=== GIVEN INFORMATION ===
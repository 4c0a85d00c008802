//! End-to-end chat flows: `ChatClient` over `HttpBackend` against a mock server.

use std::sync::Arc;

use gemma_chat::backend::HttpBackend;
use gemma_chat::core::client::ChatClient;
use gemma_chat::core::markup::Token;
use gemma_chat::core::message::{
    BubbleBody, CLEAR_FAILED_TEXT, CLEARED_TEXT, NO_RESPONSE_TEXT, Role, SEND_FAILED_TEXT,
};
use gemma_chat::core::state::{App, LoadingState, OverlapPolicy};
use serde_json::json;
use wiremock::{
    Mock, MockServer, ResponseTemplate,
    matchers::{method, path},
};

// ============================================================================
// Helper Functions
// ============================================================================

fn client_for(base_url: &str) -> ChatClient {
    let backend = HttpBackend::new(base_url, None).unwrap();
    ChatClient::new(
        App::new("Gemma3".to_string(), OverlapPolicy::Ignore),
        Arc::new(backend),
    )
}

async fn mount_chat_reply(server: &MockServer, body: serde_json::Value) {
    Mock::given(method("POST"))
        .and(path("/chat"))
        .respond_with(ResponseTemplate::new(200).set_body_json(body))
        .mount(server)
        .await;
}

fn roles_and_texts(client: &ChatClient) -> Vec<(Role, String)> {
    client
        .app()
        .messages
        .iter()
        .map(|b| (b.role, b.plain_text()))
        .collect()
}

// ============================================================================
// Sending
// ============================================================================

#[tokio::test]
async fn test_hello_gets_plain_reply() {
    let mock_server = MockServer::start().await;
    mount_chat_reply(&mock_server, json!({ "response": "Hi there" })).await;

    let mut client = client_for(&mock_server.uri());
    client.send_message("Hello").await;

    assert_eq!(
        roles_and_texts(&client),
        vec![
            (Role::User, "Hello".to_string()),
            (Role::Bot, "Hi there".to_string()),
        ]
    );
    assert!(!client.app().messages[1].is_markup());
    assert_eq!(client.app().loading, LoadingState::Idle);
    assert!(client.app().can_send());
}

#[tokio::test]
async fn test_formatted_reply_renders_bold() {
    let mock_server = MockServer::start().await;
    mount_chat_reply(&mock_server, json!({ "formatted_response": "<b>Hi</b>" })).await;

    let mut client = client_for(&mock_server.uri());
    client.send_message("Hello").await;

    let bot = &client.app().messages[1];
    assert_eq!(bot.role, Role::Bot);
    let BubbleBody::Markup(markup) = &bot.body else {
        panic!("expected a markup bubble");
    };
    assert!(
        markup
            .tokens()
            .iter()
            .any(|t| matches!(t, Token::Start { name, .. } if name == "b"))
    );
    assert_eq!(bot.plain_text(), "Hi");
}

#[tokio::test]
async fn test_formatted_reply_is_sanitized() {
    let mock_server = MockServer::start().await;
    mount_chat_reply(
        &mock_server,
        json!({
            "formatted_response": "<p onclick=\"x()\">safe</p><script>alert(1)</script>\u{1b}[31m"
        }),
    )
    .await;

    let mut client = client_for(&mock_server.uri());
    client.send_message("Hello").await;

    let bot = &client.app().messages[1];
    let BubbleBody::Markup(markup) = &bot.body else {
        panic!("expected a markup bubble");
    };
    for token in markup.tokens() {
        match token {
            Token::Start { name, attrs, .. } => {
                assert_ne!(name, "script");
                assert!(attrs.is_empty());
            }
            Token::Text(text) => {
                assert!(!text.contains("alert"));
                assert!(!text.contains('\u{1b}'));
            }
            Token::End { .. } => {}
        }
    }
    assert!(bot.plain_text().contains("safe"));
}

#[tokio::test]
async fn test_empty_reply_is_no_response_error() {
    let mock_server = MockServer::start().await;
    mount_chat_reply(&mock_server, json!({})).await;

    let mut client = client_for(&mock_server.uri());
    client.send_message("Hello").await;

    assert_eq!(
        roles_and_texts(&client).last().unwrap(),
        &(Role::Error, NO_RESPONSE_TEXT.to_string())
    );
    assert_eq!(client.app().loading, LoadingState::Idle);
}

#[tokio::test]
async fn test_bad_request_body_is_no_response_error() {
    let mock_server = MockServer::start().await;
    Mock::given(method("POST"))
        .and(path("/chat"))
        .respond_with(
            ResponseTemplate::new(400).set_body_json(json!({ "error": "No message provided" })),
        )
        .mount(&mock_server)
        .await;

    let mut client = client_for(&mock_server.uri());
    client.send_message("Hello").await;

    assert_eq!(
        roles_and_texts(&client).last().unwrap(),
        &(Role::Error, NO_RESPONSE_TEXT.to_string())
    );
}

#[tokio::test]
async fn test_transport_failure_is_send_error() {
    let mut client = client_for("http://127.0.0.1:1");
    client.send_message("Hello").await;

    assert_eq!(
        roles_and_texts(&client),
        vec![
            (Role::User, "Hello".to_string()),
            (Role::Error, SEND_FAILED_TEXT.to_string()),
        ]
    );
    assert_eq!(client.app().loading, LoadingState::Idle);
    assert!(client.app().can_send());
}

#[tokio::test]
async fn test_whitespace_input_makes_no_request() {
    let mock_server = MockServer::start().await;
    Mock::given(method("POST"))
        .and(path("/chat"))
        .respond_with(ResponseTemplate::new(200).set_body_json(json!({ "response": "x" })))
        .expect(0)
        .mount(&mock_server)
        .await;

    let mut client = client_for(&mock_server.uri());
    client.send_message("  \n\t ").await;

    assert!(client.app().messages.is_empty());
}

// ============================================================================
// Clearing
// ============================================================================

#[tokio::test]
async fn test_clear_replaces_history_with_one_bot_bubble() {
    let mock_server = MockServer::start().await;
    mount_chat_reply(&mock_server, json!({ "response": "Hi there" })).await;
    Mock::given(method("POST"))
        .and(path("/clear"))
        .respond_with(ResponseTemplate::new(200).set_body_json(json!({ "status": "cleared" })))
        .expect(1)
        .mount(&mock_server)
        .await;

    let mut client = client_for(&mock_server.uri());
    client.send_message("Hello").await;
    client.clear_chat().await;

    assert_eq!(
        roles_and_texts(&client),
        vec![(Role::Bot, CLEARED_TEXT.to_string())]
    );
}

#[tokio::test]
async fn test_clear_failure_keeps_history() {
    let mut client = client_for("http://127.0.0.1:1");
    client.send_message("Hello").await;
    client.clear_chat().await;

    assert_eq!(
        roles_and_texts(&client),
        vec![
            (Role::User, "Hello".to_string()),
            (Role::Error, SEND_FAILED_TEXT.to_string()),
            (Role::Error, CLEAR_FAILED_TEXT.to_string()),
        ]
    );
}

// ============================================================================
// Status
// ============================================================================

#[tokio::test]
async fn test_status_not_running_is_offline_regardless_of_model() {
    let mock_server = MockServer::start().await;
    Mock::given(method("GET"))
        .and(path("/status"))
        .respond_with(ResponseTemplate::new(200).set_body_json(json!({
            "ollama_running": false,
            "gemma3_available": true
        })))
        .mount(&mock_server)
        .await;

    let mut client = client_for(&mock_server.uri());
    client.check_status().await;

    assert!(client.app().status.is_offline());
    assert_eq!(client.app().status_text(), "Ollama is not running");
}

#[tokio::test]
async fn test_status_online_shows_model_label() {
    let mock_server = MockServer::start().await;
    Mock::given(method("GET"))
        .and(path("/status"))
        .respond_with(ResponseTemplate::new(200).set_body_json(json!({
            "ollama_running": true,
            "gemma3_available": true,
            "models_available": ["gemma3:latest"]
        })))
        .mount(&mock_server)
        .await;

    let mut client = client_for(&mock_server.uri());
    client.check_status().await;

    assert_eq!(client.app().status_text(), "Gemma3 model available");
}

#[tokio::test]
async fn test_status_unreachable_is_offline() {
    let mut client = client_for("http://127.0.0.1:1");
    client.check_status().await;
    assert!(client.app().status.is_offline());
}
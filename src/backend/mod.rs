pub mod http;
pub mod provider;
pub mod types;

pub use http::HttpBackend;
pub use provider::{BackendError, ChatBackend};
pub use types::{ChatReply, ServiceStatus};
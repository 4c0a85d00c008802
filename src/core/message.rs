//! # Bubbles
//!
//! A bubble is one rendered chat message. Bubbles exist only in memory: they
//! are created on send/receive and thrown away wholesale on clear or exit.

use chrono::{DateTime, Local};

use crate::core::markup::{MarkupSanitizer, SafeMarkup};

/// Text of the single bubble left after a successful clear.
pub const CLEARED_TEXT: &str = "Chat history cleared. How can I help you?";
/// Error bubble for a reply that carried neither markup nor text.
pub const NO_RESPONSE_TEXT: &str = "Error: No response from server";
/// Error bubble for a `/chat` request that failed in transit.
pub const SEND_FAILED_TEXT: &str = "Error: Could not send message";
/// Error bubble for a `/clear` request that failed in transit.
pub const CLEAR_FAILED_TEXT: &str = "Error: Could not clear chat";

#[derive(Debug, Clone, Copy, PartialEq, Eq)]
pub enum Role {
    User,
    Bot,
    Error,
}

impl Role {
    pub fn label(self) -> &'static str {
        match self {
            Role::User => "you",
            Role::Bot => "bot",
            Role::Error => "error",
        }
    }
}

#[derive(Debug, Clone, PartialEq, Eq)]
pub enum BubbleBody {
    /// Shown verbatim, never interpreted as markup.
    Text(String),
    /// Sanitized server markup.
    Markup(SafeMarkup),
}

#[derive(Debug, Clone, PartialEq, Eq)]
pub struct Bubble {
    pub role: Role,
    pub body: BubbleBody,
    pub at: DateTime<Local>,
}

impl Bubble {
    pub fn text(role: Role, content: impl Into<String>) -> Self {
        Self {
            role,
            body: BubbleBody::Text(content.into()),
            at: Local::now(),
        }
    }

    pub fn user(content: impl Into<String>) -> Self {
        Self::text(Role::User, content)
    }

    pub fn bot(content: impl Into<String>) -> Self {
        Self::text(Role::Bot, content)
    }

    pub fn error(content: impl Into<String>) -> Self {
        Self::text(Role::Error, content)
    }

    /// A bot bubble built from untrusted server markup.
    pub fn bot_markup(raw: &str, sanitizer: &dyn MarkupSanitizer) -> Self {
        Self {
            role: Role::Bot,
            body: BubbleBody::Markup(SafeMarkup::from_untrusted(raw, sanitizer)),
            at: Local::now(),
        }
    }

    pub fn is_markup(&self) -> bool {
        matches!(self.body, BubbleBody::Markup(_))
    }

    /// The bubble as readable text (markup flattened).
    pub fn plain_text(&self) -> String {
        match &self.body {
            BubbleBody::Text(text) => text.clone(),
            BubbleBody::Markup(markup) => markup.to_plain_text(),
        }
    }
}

=== YOUR GOAL ===
Among the entries, how many lines hold the word "Could"? Please answer with only that number.

=== YOUR SOLUTION ===
2